Wednesday, April 8, 2026

Photonics: "How Nvidia learned to embrace the light in its quest for scale" (NVDA)

From The Register, April 5:

The GPU king's move to optical scale-up was inevitable 

If you thought Nvidia's GB200 rack systems were big, CEO Jensen Huang is just getting started. At GTC last month, the world's most valuable company revealed plans to use photonic interconnects to pack more than a thousand GPUs into a single mammoth system by 2028.

The company isn't waiting to secure supply chains either. Over the past month, the GPU giant has invested billions in companies specializing in optics and interconnects, like Marvell, Coherent, and Lumentum, in preparation for the widespread deployment of these systems.

"For everyone who is in our ecosystem, we need a lot more capacity," Huang said during his GTC keynote speech. "We need a lot more capacity for copper; we need a lot more capacity for optics; we need a lot more capacity for CPO; and that's why we've been working with all of you to lay the foundation for this level of growth."

However, Nvidia's journey to this point began much earlier.
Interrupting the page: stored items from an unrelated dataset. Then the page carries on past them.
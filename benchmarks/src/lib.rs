//! Shared setup helpers for puzzle-world benchmarks.
//!
//! ## Running
//!
//!   cargo bench --manifest-path benchmarks/Cargo.toml --bench world
//!
//! Filter by group:
//!   cargo bench --manifest-path benchmarks/Cargo.toml --bench world -- outline
//!   cargo bench --manifest-path benchmarks/Cargo.toml --bench world -- step

use glam::DVec2;
use puzzle_world::geometry::box_vertices;
use puzzle_world::{ObjectParams, World, WorldConfig};

// ---------------------------------------------------------------------------
// Geometry inputs
// ---------------------------------------------------------------------------

/// Zig-zag polyline with `n` points, alternating between two heights.
pub fn zigzag(n: usize) -> Vec<DVec2> {
    (0..n)
        .map(|i| DVec2::new(i as f64 * 10.0, if i % 2 == 0 { 0.0 } else { 7.0 }))
        .collect()
}

/// `n` unit squares in a row, every neighbour sharing one edge.
pub fn square_strip(n: usize) -> Vec<Vec<DVec2>> {
    (0..n)
        .map(|i| {
            let x = i as f64;
            box_vertices([x, 0.0, x + 1.0, 1.0])
        })
        .collect()
}

/// `side * side` grid of unit squares.
pub fn square_grid(side: usize) -> Vec<Vec<DVec2>> {
    let mut polys = Vec::with_capacity(side * side);
    for row in 0..side {
        for col in 0..side {
            let (x, y) = (col as f64, row as f64);
            polys.push(box_vertices([x, y, x + 1.0, y + 1.0]));
        }
    }
    polys
}

// ---------------------------------------------------------------------------
// Scenes
// ---------------------------------------------------------------------------

/// Closed 600x600 world with `n` balls dropped above a static cup and goal.
pub fn setup_ball_scene(n: usize) -> anyhow::Result<World> {
    let mut world = World::new(WorldConfig::new(DVec2::new(600.0, 600.0), 200.0))?;
    world.add_container(
        "cup",
        &[
            DVec2::new(200.0, 200.0),
            DVec2::new(200.0, 100.0),
            DVec2::new(400.0, 100.0),
            DVec2::new(400.0, 200.0),
        ],
        8.0,
        ObjectParams::fixed(),
        None,
    )?;
    world.add_box_goal("goal", [250.0, 105.0, 350.0, 150.0], None)?;

    let cols = (n as f64).sqrt().ceil() as usize;
    for i in 0..n {
        let x = 220.0 + (i % cols) as f64 * 12.0;
        let y = 300.0 + (i / cols) as f64 * 12.0;
        world.add_ball(&format!("ball{i}"), DVec2::new(x, y), 5.0, ObjectParams::new())?;
    }
    world.attach_any_in_goal("goal", 2.0, Vec::new());
    Ok(world)
}

/// World holding one dynamic compound made of a `side * side` grid.
pub fn setup_compound_scene(side: usize) -> anyhow::Result<World> {
    let mut world = World::new(WorldConfig::new(DVec2::new(600.0, 600.0), 200.0))?;
    let polys: Vec<Vec<DVec2>> = square_grid(side)
        .into_iter()
        .map(|p| p.into_iter().map(|v| v * 10.0 + DVec2::new(100.0, 100.0)).collect())
        .collect();
    world.add_compound("grid", &polys, ObjectParams::new())?;
    Ok(world)
}
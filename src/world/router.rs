//! Routing of engine collision notifications to named objects.

use rapier2d_f64::prelude::ColliderHandle;

use super::{CollisionEvent, CollisionPhase, Registry, World};
use crate::objects::ObjectRef;
use crate::physics::collider::CollisionTag;
use crate::physics::contact::{ContactDetail, RawCollision};

/// A notification resolved to the objects involved.
enum Route {
    /// Two solid (or placed and solid) objects.
    Solid { first: String, second: String },
    /// A solid object and the sensor region it overlaps.
    Goal { object: String, goal: String },
}

#[derive(Clone, Copy)]
enum Solve {
    Pre,
    Post,
}

impl World {
    /// Run one engine sub-step and route everything it produced.
    pub(super) fn substep(&mut self, dt: f64) {
        if self.listeners.solid_pre.is_some() {
            self.fire_solve(Solve::Pre);
        }
        for raw in self.engine.step(dt) {
            self.route(raw);
        }
        if self.listeners.solid_post.is_some() {
            self.fire_solve(Solve::Post);
        }
    }

    fn classify(&self, c1: ColliderHandle, c2: ColliderHandle) -> Option<Route> {
        let a = self.owners.get(&c1)?;
        let b = self.owners.get(&c2)?;
        if a.registry != Registry::Object || b.registry != Registry::Object || a.name == b.name {
            return None;
        }
        use CollisionTag::*;
        match (a.tag, b.tag) {
            (Solid, Solid) | (Solid, Placed) | (Placed, Solid) => Some(Route::Solid {
                first: a.name.clone(),
                second: b.name.clone(),
            }),
            (Solid | Placed, Sensor) => Some(Route::Goal {
                object: a.name.clone(),
                goal: b.name.clone(),
            }),
            (Sensor, Solid | Placed) => Some(Route::Goal {
                object: b.name.clone(),
                goal: a.name.clone(),
            }),
            _ => None,
        }
    }

    pub(super) fn route(&mut self, raw: RawCollision) {
        let phase = if raw.started {
            CollisionPhase::Begin
        } else {
            CollisionPhase::End
        };
        match self.classify(raw.collider1, raw.collider2) {
            Some(Route::Solid { first, second }) => {
                self.route_solid(&first, &second, phase, raw.detail)
            }
            Some(Route::Goal { object, goal }) => self.route_goal(&object, &goal, phase),
            None => {}
        }
    }

    fn route_solid(
        &mut self,
        first: &str,
        second: &str,
        phase: CollisionPhase,
        mut detail: ContactDetail,
    ) {
        let (Some(a), Some(b)) = (self.objects.get(first), self.objects.get(second)) else {
            return;
        };
        tracing::trace!(first, second, %phase, time = self.time, "solid collision");

        if !(a.is_static() && b.is_static()) {
            detail.restitution = a.elasticity() * b.elasticity();
            self.log.push(CollisionEvent {
                first: first.to_string(),
                second: second.to_string(),
                phase,
                time: self.time,
                detail,
            });
        }

        let listener = match phase {
            CollisionPhase::Begin => self.listeners.solid_begin.as_mut(),
            CollisionPhase::End => self.listeners.solid_end.as_mut(),
        };
        if let Some(f) = listener {
            f(ObjectRef::new(a, &self.engine), ObjectRef::new(b, &self.engine));
        }

        if let Some(condition) = self.goal.as_mut() {
            match phase {
                CollisionPhase::Begin => condition.touch_begin(first, second, self.time),
                CollisionPhase::End => condition.touch_end(first, second),
            }
        }
    }

    fn route_goal(&mut self, object: &str, goal: &str, phase: CollisionPhase) {
        let (Some(o), Some(g)) = (self.objects.get(object), self.objects.get(goal)) else {
            return;
        };
        tracing::trace!(object, goal, %phase, time = self.time, "goal overlap");

        let o_ref = ObjectRef::new(o, &self.engine);
        let g_ref = ObjectRef::new(g, &self.engine);
        let still_inside = phase == CollisionPhase::End
            && o_ref.position().is_ok_and(|p| g_ref.point_in(p));

        let listener = match phase {
            CollisionPhase::Begin => self.listeners.goal_begin.as_mut(),
            CollisionPhase::End => self.listeners.goal_end.as_mut(),
        };
        if let Some(f) = listener {
            f(o_ref, g_ref);
        }

        if let Some(condition) = self.goal.as_mut() {
            match phase {
                CollisionPhase::Begin => condition.goal_begin(object, goal, self.time),
                CollisionPhase::End => condition.goal_end(object, goal, still_inside),
            }
        }
    }

    /// Fire the pre- or post-solve listener for every touching solid pair.
    fn fire_solve(&mut self, solve: Solve) {
        for (c1, c2, _) in self.engine.touching_pairs() {
            let Some(Route::Solid { first, second }) = self.classify(c1, c2) else {
                continue;
            };
            let (Some(a), Some(b)) = (self.objects.get(&first), self.objects.get(&second)) else {
                continue;
            };
            let listener = match solve {
                Solve::Pre => self.listeners.solid_pre.as_mut(),
                Solve::Post => self.listeners.solid_post.as_mut(),
            };
            if let Some(f) = listener {
                f(ObjectRef::new(a, &self.engine), ObjectRef::new(b, &self.engine));
            }
        }
    }
}
//! Single-shape objects: balls, convex polygons and segments.

use std::f64::consts::PI;

use glam::DVec2;

use super::{Assembly, BodyParams, ShapeKind};
use crate::error::{Result, WorldError};
use crate::geometry::{
    area_for_poly, area_for_segment, centroid_for_poly, moment_for_circle, moment_for_poly,
    moment_for_segment, validate_convex,
};
use crate::physics::collider::{CollisionTag, ShapeSpec};

pub(crate) fn ball(position: DVec2, radius: f64, params: BodyParams) -> Result<Assembly> {
    if !(radius.is_finite() && radius > 0.0) || !position.is_finite() {
        return Err(WorldError::InvalidGeometry(format!(
            "ball radius must be positive, got {radius}"
        )));
    }
    let area = PI * radius * radius;
    let mass = params.density * area;
    let center = if mass == 0.0 { position } else { DVec2::ZERO };
    Ok(Assembly {
        kind: ShapeKind::Ball { center, radius },
        params,
        tag: CollisionTag::Solid,
        area,
        mass,
        moment: moment_for_circle(mass, radius),
        origin: position,
        solids: vec![ShapeSpec::Circle { center, radius }],
        sensor: None,
    })
}

/// A convex polygon; dynamic polygons are re-centered on their area centroid.
pub(crate) fn poly(vertices: &[DVec2], params: BodyParams, tag: CollisionTag) -> Result<Assembly> {
    validate_convex(vertices, "polygon")?;
    let area = area_for_poly(vertices);
    let mass = params.density * area;
    let centroid = centroid_for_poly(vertices);
    let local: Vec<DVec2> = if mass == 0.0 {
        vertices.to_vec()
    } else {
        vertices.iter().map(|&v| v - centroid).collect()
    };
    let moment = if mass == 0.0 {
        0.0
    } else {
        moment_for_poly(mass, &local, DVec2::ZERO)
    };
    Ok(Assembly {
        kind: ShapeKind::Poly {
            vertices: local.clone(),
        },
        params,
        tag,
        area,
        mass,
        moment,
        origin: centroid,
        solids: vec![ShapeSpec::ConvexPolygon(local)],
        sensor: None,
    })
}

/// A capsule of half-width `width / 2`; dynamic segments sit at their midpoint.
pub(crate) fn segment(p1: DVec2, p2: DVec2, width: f64, params: BodyParams) -> Result<Assembly> {
    if !(width.is_finite() && width > 0.0) {
        return Err(WorldError::InvalidGeometry(format!(
            "segment width must be positive, got {width}"
        )));
    }
    let radius = width / 2.0;
    let area = area_for_segment(p1, p2, radius);
    let mass = params.density * area;
    let mid = (p1 + p2) * 0.5;
    let (a, b) = if mass == 0.0 {
        (p1, p2)
    } else {
        (p1 - mid, p2 - mid)
    };
    Ok(Assembly {
        kind: ShapeKind::Segment { a, b, radius },
        params,
        tag: CollisionTag::Solid,
        area,
        mass,
        moment: moment_for_segment(mass, a, b),
        origin: mid,
        solids: vec![ShapeSpec::Capsule { a, b, radius }],
        sensor: None,
    })
}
In fact, by the time OpenAI revealed ChatGPT to the world in late 2022, Nvidia already knew it had a problem.

At the time, the GPU giant's most potent systems only featured eight GPUs, and the models driving the AI boom required thousands to train. Nvidia needed a bigger box, or at least a faster network that could effectively distribute work across dozens of chips.

We caught our first glimpse of this with Nvidia's Grace Hopper superchips in 2023, but it wasn’t until early 2024 that the full picture came into view. Unveiled at GTC that year, the Grace Blackwell NVL72, a monstrous 120 kilowatt machine, uses a copper backplane containing miles of cables to make 36 nodes and 72 GPUs behave like one enormous AI accelerator.

Copper was the natural choice for this, Gilad Shainer, senior VP of networking at Nvidia, told El Reg

"Copper is the best connectivity, if you can use it," he said. "It's very cost effective, very cheap, and consumes zero power. It's very reliable. There are no active components."

But copper isn't perfect. At 1.8 TB/s, the cables could only stretch a few feet before the signal degraded as GPUs communicated with one another. If you ever wondered why the NVL72's NVSwitches are all in the center of the rack, it's because the runs were that short. Copper's limited reach also meant Nvidia had to cram as many GPUs into a single rack as possible.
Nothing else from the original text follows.